▸ **Work instruction**
Take from the data every line in which the word "itself" is found.

▸ **Stored entries**
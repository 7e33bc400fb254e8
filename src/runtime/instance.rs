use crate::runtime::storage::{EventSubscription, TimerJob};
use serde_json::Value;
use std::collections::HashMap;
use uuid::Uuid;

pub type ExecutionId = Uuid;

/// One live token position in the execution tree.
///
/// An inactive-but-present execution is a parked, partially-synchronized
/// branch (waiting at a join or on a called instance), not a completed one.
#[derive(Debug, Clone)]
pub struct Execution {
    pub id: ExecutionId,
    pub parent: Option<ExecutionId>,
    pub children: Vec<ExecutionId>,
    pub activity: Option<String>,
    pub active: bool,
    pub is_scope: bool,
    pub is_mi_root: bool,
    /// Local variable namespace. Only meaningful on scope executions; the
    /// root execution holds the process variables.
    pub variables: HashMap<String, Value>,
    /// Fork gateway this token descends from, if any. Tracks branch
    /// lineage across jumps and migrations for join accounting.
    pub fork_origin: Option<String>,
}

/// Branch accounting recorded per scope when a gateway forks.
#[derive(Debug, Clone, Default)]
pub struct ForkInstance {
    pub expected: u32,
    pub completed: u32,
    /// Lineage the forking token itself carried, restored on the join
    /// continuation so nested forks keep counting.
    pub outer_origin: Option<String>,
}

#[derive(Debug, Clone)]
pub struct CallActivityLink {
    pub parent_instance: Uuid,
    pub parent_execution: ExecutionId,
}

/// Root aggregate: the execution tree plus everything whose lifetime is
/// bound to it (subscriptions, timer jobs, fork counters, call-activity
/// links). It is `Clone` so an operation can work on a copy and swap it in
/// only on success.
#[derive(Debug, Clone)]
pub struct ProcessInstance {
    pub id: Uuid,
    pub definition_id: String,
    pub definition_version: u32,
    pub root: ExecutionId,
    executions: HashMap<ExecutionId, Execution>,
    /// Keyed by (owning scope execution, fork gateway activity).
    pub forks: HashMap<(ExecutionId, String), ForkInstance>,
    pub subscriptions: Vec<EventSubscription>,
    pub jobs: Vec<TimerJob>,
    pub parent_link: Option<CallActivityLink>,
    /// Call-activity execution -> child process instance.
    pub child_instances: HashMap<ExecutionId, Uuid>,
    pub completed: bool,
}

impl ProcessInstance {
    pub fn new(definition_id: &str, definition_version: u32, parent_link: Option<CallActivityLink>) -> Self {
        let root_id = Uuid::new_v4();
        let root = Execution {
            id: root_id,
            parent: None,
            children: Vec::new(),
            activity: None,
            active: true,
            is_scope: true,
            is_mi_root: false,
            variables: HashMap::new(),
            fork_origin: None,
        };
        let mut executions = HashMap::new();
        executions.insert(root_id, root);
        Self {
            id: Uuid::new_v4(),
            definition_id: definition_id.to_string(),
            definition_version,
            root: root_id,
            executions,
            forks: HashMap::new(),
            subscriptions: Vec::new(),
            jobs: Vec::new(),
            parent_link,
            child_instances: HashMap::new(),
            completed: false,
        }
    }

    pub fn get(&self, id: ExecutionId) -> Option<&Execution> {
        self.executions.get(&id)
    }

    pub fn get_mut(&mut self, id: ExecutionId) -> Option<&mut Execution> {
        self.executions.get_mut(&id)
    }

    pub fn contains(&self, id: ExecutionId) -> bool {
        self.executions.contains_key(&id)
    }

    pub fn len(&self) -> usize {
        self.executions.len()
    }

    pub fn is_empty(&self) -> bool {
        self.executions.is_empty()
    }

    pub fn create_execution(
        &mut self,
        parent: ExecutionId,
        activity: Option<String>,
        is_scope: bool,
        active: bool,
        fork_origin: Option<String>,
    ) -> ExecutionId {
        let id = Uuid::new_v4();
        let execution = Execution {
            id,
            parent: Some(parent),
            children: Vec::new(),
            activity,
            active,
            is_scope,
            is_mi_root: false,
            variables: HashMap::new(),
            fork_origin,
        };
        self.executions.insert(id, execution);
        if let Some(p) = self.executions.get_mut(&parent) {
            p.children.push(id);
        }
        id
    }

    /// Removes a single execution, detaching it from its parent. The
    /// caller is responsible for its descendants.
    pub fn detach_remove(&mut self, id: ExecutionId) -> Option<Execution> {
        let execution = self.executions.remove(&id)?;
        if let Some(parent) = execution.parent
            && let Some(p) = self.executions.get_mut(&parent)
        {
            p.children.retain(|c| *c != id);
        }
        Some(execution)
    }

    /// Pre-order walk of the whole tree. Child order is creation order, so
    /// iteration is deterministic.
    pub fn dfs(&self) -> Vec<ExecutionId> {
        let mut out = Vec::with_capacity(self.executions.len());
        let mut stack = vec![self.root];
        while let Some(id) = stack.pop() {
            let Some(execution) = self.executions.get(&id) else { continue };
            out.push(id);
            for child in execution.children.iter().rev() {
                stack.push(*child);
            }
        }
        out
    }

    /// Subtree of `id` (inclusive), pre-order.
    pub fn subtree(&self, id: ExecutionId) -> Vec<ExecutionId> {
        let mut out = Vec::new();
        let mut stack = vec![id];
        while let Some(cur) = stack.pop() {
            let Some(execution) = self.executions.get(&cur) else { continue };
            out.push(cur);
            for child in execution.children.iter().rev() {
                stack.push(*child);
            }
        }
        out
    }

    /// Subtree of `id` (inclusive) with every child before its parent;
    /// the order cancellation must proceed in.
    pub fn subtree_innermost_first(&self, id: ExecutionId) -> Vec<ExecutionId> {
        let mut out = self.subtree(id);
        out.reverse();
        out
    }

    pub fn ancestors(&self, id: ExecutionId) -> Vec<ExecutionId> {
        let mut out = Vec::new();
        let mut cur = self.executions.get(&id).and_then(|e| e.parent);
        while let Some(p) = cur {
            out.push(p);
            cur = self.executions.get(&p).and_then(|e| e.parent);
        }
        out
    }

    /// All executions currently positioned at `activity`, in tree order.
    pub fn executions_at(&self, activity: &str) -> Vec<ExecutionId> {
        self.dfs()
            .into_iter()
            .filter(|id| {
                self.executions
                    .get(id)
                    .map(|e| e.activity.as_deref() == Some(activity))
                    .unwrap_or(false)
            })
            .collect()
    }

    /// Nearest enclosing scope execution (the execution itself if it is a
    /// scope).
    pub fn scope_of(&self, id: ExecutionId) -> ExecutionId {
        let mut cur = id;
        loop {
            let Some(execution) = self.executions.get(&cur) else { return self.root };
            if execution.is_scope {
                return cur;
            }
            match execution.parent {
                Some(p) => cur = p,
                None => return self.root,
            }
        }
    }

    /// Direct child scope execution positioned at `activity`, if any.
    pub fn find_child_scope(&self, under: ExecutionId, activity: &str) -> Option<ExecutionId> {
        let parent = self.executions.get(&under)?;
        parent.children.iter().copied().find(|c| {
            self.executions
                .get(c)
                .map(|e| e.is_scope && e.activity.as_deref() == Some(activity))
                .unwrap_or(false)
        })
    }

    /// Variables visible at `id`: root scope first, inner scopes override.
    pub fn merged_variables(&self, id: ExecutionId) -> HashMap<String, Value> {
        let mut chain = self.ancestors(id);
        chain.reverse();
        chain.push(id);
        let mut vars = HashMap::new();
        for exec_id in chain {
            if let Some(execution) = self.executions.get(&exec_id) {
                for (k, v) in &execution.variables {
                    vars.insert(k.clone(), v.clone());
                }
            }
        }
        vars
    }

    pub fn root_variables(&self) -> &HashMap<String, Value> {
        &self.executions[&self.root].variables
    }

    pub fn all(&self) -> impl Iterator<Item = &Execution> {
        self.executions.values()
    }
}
---
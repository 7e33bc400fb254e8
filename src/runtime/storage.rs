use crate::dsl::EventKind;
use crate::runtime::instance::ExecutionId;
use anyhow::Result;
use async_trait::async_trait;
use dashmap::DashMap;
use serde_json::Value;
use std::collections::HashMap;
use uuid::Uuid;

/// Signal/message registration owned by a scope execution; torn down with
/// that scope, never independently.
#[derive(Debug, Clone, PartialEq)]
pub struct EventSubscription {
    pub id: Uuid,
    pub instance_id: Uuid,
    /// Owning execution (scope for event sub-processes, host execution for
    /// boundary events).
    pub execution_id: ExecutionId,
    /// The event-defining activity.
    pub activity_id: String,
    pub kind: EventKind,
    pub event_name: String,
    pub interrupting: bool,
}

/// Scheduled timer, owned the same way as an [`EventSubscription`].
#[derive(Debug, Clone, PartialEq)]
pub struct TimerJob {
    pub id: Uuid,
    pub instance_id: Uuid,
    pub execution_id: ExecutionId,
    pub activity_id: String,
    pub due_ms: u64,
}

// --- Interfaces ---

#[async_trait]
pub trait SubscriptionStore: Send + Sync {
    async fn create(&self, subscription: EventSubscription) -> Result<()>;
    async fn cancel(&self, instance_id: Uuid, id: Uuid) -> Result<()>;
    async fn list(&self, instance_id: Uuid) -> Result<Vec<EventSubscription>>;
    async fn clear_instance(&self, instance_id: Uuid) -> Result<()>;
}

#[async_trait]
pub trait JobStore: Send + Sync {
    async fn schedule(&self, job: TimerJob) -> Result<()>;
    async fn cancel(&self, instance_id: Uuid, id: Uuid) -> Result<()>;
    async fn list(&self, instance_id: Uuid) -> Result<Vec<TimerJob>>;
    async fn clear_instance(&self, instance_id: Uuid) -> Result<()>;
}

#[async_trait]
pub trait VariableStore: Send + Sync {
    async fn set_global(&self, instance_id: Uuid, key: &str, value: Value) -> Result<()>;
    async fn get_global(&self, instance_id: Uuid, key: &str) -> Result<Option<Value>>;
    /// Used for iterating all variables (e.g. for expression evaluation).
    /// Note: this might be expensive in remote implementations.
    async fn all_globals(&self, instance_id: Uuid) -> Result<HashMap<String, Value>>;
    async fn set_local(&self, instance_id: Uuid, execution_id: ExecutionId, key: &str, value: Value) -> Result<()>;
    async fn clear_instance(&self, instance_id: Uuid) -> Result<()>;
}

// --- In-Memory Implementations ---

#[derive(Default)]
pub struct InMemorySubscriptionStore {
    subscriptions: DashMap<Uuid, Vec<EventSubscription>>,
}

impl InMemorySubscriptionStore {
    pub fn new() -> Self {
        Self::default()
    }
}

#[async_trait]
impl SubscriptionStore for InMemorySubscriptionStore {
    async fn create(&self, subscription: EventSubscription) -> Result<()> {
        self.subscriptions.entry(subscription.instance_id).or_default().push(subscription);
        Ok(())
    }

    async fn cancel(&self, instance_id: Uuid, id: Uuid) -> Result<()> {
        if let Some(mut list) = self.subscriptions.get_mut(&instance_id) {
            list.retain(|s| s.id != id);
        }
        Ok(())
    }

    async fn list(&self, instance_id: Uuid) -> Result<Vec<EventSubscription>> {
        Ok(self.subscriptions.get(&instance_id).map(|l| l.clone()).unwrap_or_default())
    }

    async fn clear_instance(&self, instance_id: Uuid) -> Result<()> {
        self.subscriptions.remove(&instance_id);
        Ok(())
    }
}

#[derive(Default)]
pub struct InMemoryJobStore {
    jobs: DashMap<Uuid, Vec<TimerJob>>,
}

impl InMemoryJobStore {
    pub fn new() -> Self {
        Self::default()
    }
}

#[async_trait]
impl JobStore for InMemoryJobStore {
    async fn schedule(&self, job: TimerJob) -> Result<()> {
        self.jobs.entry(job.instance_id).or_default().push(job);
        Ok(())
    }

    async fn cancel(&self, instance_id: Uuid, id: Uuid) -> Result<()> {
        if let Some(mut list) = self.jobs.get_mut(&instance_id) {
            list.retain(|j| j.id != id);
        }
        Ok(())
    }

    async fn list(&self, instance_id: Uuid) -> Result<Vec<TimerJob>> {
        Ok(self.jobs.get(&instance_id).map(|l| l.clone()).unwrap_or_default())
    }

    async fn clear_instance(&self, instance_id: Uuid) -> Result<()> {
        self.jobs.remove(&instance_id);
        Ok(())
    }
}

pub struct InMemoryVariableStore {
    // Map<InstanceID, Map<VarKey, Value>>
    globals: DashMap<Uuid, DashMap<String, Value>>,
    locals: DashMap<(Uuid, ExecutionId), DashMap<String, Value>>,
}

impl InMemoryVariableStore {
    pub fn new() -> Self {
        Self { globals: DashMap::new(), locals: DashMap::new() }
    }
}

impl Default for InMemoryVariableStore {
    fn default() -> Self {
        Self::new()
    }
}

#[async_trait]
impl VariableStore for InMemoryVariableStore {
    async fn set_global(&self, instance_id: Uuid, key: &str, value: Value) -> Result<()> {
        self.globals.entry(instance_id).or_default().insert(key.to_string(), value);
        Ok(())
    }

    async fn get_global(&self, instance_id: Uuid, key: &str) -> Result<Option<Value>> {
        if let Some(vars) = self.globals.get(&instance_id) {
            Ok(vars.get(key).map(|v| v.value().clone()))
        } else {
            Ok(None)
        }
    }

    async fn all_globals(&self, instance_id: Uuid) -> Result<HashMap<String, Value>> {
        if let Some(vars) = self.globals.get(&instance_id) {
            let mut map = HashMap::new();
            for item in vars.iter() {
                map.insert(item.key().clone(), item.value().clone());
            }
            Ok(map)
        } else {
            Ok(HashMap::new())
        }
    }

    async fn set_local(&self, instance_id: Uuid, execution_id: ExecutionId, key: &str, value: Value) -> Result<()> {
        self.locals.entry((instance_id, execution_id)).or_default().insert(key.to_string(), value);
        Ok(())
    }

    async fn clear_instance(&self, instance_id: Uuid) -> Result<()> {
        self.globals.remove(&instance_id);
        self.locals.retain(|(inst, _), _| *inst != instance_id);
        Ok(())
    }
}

▸ **Your solution**
    /// Lineage the forking token itself carried, restored on the join
    /// Nearest enclosing scope execution (the execution itself if it is a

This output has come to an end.